Chronic Bilateral Symmetric Anterior Shoulder Dislocation Secondary to Seizures in Chikungunya Encephalitis.

作者信息

Budhoo Emerson, Mohammed Saeed R, Baiju Dean, Corbin Ryan E, Deane David R, Kassie Paula

机构信息

Department of Clinical Surgical Sciences, The University of the West Indies, St. Augustine Campus, Champs Fleurs, TTO.

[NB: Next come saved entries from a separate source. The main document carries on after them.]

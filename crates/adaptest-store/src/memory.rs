//! In-memory stores.
//!
//! Single-process implementations of the persistence traits. Each store
//! guards its map with one mutex, which also makes `SessionStore::update`
//! atomic per session.

use std::collections::HashMap;
use std::sync::{Arc, Mutex, MutexGuard, PoisonError};

use chrono::{DateTime, Utc};

use adaptest_core::engine::EngineStores;
use adaptest_core::error::AssessmentError;
use adaptest_core::model::{latest_record, LevelRecord, RecommendationSet};
use adaptest_core::session::{PlacementSession, SessionStatus};
use adaptest_core::traits::{
    Clock, IdentityGenerator, LevelLog, RecommendationStore, SessionStore, SessionUpdate,
};

fn lock<T>(mutex: &Mutex<T>) -> MutexGuard<'_, T> {
    mutex.lock().unwrap_or_else(PoisonError::into_inner)
}

/// Placement sessions keyed by id.
#[derive(Debug, Default)]
pub struct MemorySessionStore {
    sessions: Mutex<HashMap<String, PlacementSession>>,
}

impl MemorySessionStore {
    pub fn new() -> Self {
        Self::default()
    }

    /// Number of sessions physically held, expired ones included.
    pub fn len(&self) -> usize {
        lock(&self.sessions).len()
    }

    pub fn is_empty(&self) -> bool {
        self.len() == 0
    }
}

impl SessionStore for MemorySessionStore {
    fn insert(&self, session: PlacementSession) -> Result<(), AssessmentError> {
        let mut sessions = lock(&self.sessions);
        if sessions.contains_key(&session.id) {
            return Err(AssessmentError::InvalidInput(format!(
                "placement session id already in use: {}",
                session.id
            )));
        }
        sessions.insert(session.id.clone(), session);
        Ok(())
    }

    fn get(&self, id: &str) -> Option<PlacementSession> {
        lock(&self.sessions).get(id).cloned()
    }

    fn update(&self, id: &str, f: SessionUpdate<'_>) -> Result<PlacementSession, AssessmentError> {
        let mut sessions = lock(&self.sessions);
        let stored = sessions
            .get_mut(id)
            .ok_or_else(|| AssessmentError::SessionNotFound(id.to_string()))?;

        // Work on a copy so a failing closure leaves the stored session untouched.
        let mut draft = stored.clone();
        f(&mut draft)?;
        *stored = draft.clone();
        Ok(draft)
    }

    fn remove(&self, id: &str) -> Option<PlacementSession> {
        lock(&self.sessions).remove(id)
    }

    fn purge(&self, now: DateTime<Utc>) -> usize {
        let mut sessions = lock(&self.sessions);
        let before = sessions.len();
        sessions.retain(|_, s| s.status == SessionStatus::Open && !s.is_expired(now));
        before - sessions.len()
    }
}

/// Append-only level history per subject.
#[derive(Debug, Default)]
pub struct MemoryLevelLog {
    records: Mutex<HashMap<String, Vec<LevelRecord>>>,
}

impl MemoryLevelLog {
    pub fn new() -> Self {
        Self::default()
    }
}

impl LevelLog for MemoryLevelLog {
    fn append(&self, record: LevelRecord) {
        tracing::debug!(
            "level record appended for {}: {} ({})",
            record.subject_id,
            record.level,
            record.source
        );
        lock(&self.records)
            .entry(record.subject_id.clone())
            .or_default()
            .push(record);
    }

    fn latest(&self, subject_id: &str) -> Option<LevelRecord> {
        let records = lock(&self.records);
        records
            .get(subject_id)
            .and_then(|history| latest_record(history))
            .cloned()
    }

    fn history(&self, subject_id: &str) -> Vec<LevelRecord> {
        lock(&self.records)
            .get(subject_id)
            .cloned()
            .unwrap_or_default()
    }
}

/// The current recommendation set per subject.
#[derive(Debug, Default)]
pub struct MemoryRecommendationStore {
    sets: Mutex<HashMap<String, RecommendationSet>>,
}

impl MemoryRecommendationStore {
    pub fn new() -> Self {
        Self::default()
    }
}

impl RecommendationStore for MemoryRecommendationStore {
    fn replace(&self, set: RecommendationSet) {
        lock(&self.sets).insert(set.subject_id.clone(), set);
    }

    fn current(&self, subject_id: &str) -> Option<RecommendationSet> {
        lock(&self.sets).get(subject_id).cloned()
    }
}

/// One of each in-memory store, shared by handle.
#[derive(Debug, Clone, Default)]
pub struct MemoryStores {
    pub sessions: Arc<MemorySessionStore>,
    pub levels: Arc<MemoryLevelLog>,
    pub recommendations: Arc<MemoryRecommendationStore>,
}

impl MemoryStores {
    pub fn new() -> Self {
        Self::default()
    }

    /// Bundle the stores with a clock and id generator for the engine.
    pub fn engine_stores(
        &self,
        clock: Arc<dyn Clock>,
        ids: Arc<dyn IdentityGenerator>,
    ) -> EngineStores {
        EngineStores {
            sessions: self.sessions.clone(),
            levels: self.levels.clone(),
            recommendations: self.recommendations.clone(),
            clock,
            ids,
        }
    }
}
//! Engine configuration loading.

use std::path::{Path, PathBuf};

use anyhow::{Context, Result};
use chrono::Duration;
use serde::{Deserialize, Serialize};

use adaptest_core::engine::EngineConfig;

/// Top-level adaptest configuration.
#[derive(Debug, Clone, PartialEq, Serialize, Deserialize)]
pub struct AdaptestConfig {
    /// Lessons per recommendation set.
    #[serde(default = "default_recommendation_count")]
    pub recommendation_count: usize,
    /// Days that must pass before a retest.
    #[serde(default = "default_retest_interval_days")]
    pub retest_interval_days: i64,
    /// Completed activities that unlock a retest early.
    #[serde(default = "default_retest_after_n_activities")]
    pub retest_after_n_activities: u32,
    /// Lifetime of a placement session in hours.
    #[serde(default = "default_session_ttl_hours")]
    pub session_ttl_hours: i64,
    /// Questions in an auto-built placement assessment.
    #[serde(default = "default_placement_question_limit")]
    pub placement_question_limit: usize,
    /// Where question banks are looked up when no path is given.
    #[serde(default = "default_bank_dir")]
    pub bank_dir: PathBuf,
}

fn default_recommendation_count() -> usize {
    6
}
fn default_retest_interval_days() -> i64 {
    14
}
fn default_retest_after_n_activities() -> u32 {
    8
}
fn default_session_ttl_hours() -> i64 {
    24
}
fn default_placement_question_limit() -> usize {
    20
}
fn default_bank_dir() -> PathBuf {
    PathBuf::from("./banks")
}

impl Default for AdaptestConfig {
    fn default() -> Self {
        Self {
            recommendation_count: default_recommendation_count(),
            retest_interval_days: default_retest_interval_days(),
            retest_after_n_activities: default_retest_after_n_activities(),
            session_ttl_hours: default_session_ttl_hours(),
            placement_question_limit: default_placement_question_limit(),
            bank_dir: default_bank_dir(),
        }
    }
}

impl AdaptestConfig {
    /// The engine knobs this configuration describes. Durations too large
    /// to represent saturate; loaded configs have already rejected them.
    pub fn engine_config(&self) -> EngineConfig {
        EngineConfig {
            recommendation_count: self.recommendation_count,
            retest_interval: Duration::try_days(self.retest_interval_days)
                .unwrap_or(Duration::MAX),
            retest_activity_threshold: self.retest_after_n_activities,
            session_ttl: Duration::try_hours(self.session_ttl_hours).unwrap_or(Duration::MAX),
            placement_question_limit: self.placement_question_limit,
        }
    }

    /// Apply `ADAPTEST_*` overrides read through `lookup`.
    pub fn apply_overrides<F>(&mut self, lookup: F) -> Result<()>
    where
        F: Fn(&str) -> Option<String>,
    {
        if let Some(v) = parse_override(&lookup, "ADAPTEST_RECOMMENDATION_COUNT")? {
            self.recommendation_count = v;
        }
        if let Some(v) = parse_override(&lookup, "ADAPTEST_RETEST_INTERVAL_DAYS")? {
            self.retest_interval_days = v;
        }
        if let Some(v) = parse_override(&lookup, "ADAPTEST_RETEST_AFTER_N_ACTIVITIES")? {
            self.retest_after_n_activities = v;
        }
        if let Some(v) = parse_override(&lookup, "ADAPTEST_SESSION_TTL_HOURS")? {
            self.session_ttl_hours = v;
        }
        Ok(())
    }

    fn validate(&self) -> Result<()> {
        if self.retest_interval_days < 0 {
            anyhow::bail!("retest_interval_days must not be negative");
        }
        if Duration::try_days(self.retest_interval_days).is_none() {
            anyhow::bail!(
                "retest_interval_days is out of range: {}",
                self.retest_interval_days
            );
        }
        if self.session_ttl_hours <= 0 {
            anyhow::bail!("session_ttl_hours must be positive");
        }
        if Duration::try_hours(self.session_ttl_hours).is_none() {
            anyhow::bail!("session_ttl_hours is out of range: {}", self.session_ttl_hours);
        }
        Ok(())
    }
}

fn parse_override<T, F>(lookup: &F, var: &str) -> Result<Option<T>>
where
    T: std::str::FromStr,
    T::Err: std::error::Error + Send + Sync + 'static,
    F: Fn(&str) -> Option<String>,
{
    lookup(var)
        .map(|raw| {
            raw.trim()
                .parse::<T>()
                .with_context(|| format!("invalid value for {var}: {raw:?}"))
        })
        .transpose()
}

/// Load configuration from well-known paths.
///
/// Search order:
/// 1. `adaptest.toml` in the current directory
/// 2. `~/.config/adaptest/config.toml`
///
/// Environment variable overrides: `ADAPTEST_RECOMMENDATION_COUNT`,
/// `ADAPTEST_RETEST_INTERVAL_DAYS`, `ADAPTEST_RETEST_AFTER_N_ACTIVITIES`,
/// `ADAPTEST_SESSION_TTL_HOURS`.
pub fn load_config() -> Result<AdaptestConfig> {
    load_config_from(None)
}

/// Load config from an explicit path, or search the default locations.
pub fn load_config_from(path: Option<&Path>) -> Result<AdaptestConfig> {
    let config_path = if let Some(p) = path {
        if p.exists() {
            Some(p.to_path_buf())
        } else {
            anyhow::bail!("config file not found: {}", p.display());
        }
    } else {
        let local = PathBuf::from("adaptest.toml");
        if local.exists() {
            Some(local)
        } else {
            dirs_path()
                .map(|dir| dir.join("config.toml"))
                .filter(|global| global.exists())
        }
    };

    let mut config = match config_path {
        Some(path) => {
            tracing::debug!("loading config from {}", path.display());
            parse_config_file(&path)?
        }
        None => AdaptestConfig::default(),
    };

    config.apply_overrides(|var| std::env::var(var).ok())?;
    config.validate()?;
    Ok(config)
}

fn parse_config_file(path: &Path) -> Result<AdaptestConfig> {
    let content = std::fs::read_to_string(path)
        .with_context(|| format!("failed to read config: {}", path.display()))?;
    toml::from_str::<AdaptestConfig>(&content)
        .with_context(|| format!("failed to parse config: {}", path.display()))
}

fn dirs_path() -> Option<PathBuf> {
    std::env::var("HOME")
        .ok()
        .map(|h| PathBuf::from(h).join(".config").join("adaptest"))
}

#[cfg(test)]
mod tests {
    use super::*;
    use std::collections::HashMap;

    fn env(pairs: &[(&str, &str)]) -> impl Fn(&str) -> Option<String> {
        let map: HashMap<String, String> = pairs
            .iter()
            .map(|(k, v)| (k.to_string(), v.to_string()))
            .collect();
        move |var| map.get(var).cloned()
    }

    #[test]
    fn default_config() {
        let config = AdaptestConfig::default();
        assert_eq!(config.recommendation_count, 6);
        assert_eq!(config.retest_interval_days, 14);
        assert_eq!(config.retest_after_n_activities, 8);

        let engine = config.engine_config();
        assert_eq!(engine.session_ttl, Duration::hours(24));
        assert_eq!(engine.placement_question_limit, 20);
    }

    #[test]
    fn parse_partial_file() {
        let config: AdaptestConfig = toml::from_str(
            r#"
recommendation_count = 4
bank_dir = "content/banks"
"#,
        )
        .unwrap();
        assert_eq!(config.recommendation_count, 4);
        assert_eq!(config.retest_interval_days, 14);
        assert_eq!(config.bank_dir, PathBuf::from("content/banks"));
    }

    #[test]
    fn env_overrides_win() {
        let mut config = AdaptestConfig::default();
        config
            .apply_overrides(env(&[
                ("ADAPTEST_RETEST_INTERVAL_DAYS", "7"),
                ("ADAPTEST_RETEST_AFTER_N_ACTIVITIES", " 3 "),
            ]))
            .unwrap();
        assert_eq!(config.retest_interval_days, 7);
        assert_eq!(config.retest_after_n_activities, 3);
        assert_eq!(config.recommendation_count, 6);
        assert_eq!(config.engine_config().retest_interval, Duration::days(7));
    }

    #[test]
    fn non_numeric_override_is_an_error() {
        let mut config = AdaptestConfig::default();
        let err = config
            .apply_overrides(env(&[("ADAPTEST_RECOMMENDATION_COUNT", "many")]))
            .unwrap_err();
        assert!(err.to_string().contains("ADAPTEST_RECOMMENDATION_COUNT"));
    }

    #[test]
    fn load_explicit_path() {
        let dir = tempfile::tempdir().unwrap();
        let path = dir.path().join("adaptest.toml");
        std::fs::write(&path, "session_ttl_hours = 2\n").unwrap();
        let config = load_config_from(Some(&path)).unwrap();
        assert_eq!(config.session_ttl_hours, 2);
    }

    #[test]
    fn missing_explicit_path_fails() {
        let dir = tempfile::tempdir().unwrap();
        let err = load_config_from(Some(&dir.path().join("nope.toml"))).unwrap_err();
        assert!(err.to_string().contains("config file not found"));
    }

    #[test]
    fn invalid_values_are_rejected() {
        let dir = tempfile::tempdir().unwrap();
        let path = dir.path().join("adaptest.toml");
        std::fs::write(&path, "session_ttl_hours = 0\n").unwrap();
        assert!(load_config_from(Some(&path)).is_err());

        std::fs::write(&path, "recommendation_count = \"six\"\n").unwrap();
        let err = load_config_from(Some(&path)).unwrap_err();
        assert!(err.to_string().contains("failed to parse config"));
    }

    #[test]
    fn unrepresentable_durations_are_rejected() {
        let mut config = AdaptestConfig::default();
        config
            .apply_overrides(env(&[("ADAPTEST_RETEST_INTERVAL_DAYS", "9223372036854775807")]))
            .unwrap();
        let err = config.validate().unwrap_err();
        assert!(err.to_string().contains("retest_interval_days is out of range"));
        assert_eq!(config.engine_config().retest_interval, Duration::MAX);

        let mut config = AdaptestConfig::default();
        config.session_ttl_hours = i64::MAX;
        let err = config.validate().unwrap_err();
        assert!(err.to_string().contains("session_ttl_hours is out of range"));
    }

    #[test]
    fn largest_representable_interval_is_accepted() {
        let mut config = AdaptestConfig::default();
        config.retest_interval_days = 100_000_000;
        assert!(config.validate().is_ok());
        assert_eq!(config.engine_config().retest_interval, Duration::days(100_000_000));
    }
}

Department of Clinical Medical Sciences, The University of the West Indies, St. Augustine Campus, Champs Fleurs, TTO.

出版信息

Cureus. 2022 Dec 21;14(12):e32792. doi: 10.7759/cureus.32792. eCollection 2022 Dec.

Abstract

Bilateral shoulder dislocations are a rare occurrence and can be categorized as either symmetric (both humeral heads dislocate in the same direction) or asymmetric (wherein the humeral heads dislocate in different directions). Shoulder dislocations may be overlooked if they are the result of systemic injury; if diagnosed >21 days after occurring, they are considered chronic dislocations. We describe the case of a 31-year-old male who presented with an eight-week history of bilateral shoulder pain. His onset of pain coincided with a seizure secondary to Chikungunya encephalitis. Clinical and radiological examination demonstrated bilateral symmetric anterior shoulder dislocation with associated greater tuberosity fractures and extensive callus formation bilaterally. Open surgical management was performed first on the left shoulder via the deltopectoral approach. The callus was removed, the greater tuberosity fragment lifted off, reattached to the original position, and held in place with sutures and proximal humeral locking plates. The right shoulder was reduced six weeks after the left shoulder due to patient preference; the reduction utilized the same approach as with the left shoulder. Post-operatively the patient was immobilized, and physiotherapy commenced. He achieved a satisfactory range of motion four months post-operation. Physicians should be cognizant that shoulder pain after a convulsive seizure may signify shoulder dislocation. Thorough clinical and radiological examinations are warranted in such an instance. There exists no consensus on the treatment of chronic shoulder dislocations, but it is recommended that closed reduction only be attempted up to six weeks post-dislocation due to the high risk of iatrogenic fractures and neurovascular damage beyond this time.

摘要

双侧肩关节脱位较为罕见,可分为对称型(两个肱骨头向同一方向脱位)或不对称型(肱骨头向不同方向脱位)。如果双侧肩关节脱位是由全身损伤导致的,可能会被忽视;如果在脱位发生21天以后才被诊断出来,则被视为慢性脱位。我们报告一例31岁男性患者,其双侧肩部疼痛长达8周。他的疼痛发作与基孔肯雅热病毒性脑炎继发的癫痫发作同时出现。临床和影像学检查显示双侧肩关节对称前脱位,伴有大结节骨折及双侧广泛骨痂形成。首先通过胸大肌三角肌入路对左肩进行切开手术治疗。清除骨痂,将大结节骨块掀起,重新复位并固定到原始位置,用缝线和肱骨近端锁定钢板固定。由于患者的选择,右肩在左肩手术后6周进行复位;复位采用与左肩相同的方法。术后患者进行制动,并开始物理治疗。术后4个月,患者的活动范围恢复到令人满意的程度。医生应认识到惊厥性癫痫发作后的肩部疼痛可能意味着肩关节脱位。在这种情况下,有必要进行全面的临床和影像学检查。对于慢性肩关节脱位的治疗目前尚无共识,但由于脱位超过6周后进行手法复位会有较高的医源性骨折和神经血管损伤风险,因此建议仅在脱位后6周内尝试进行闭合复位。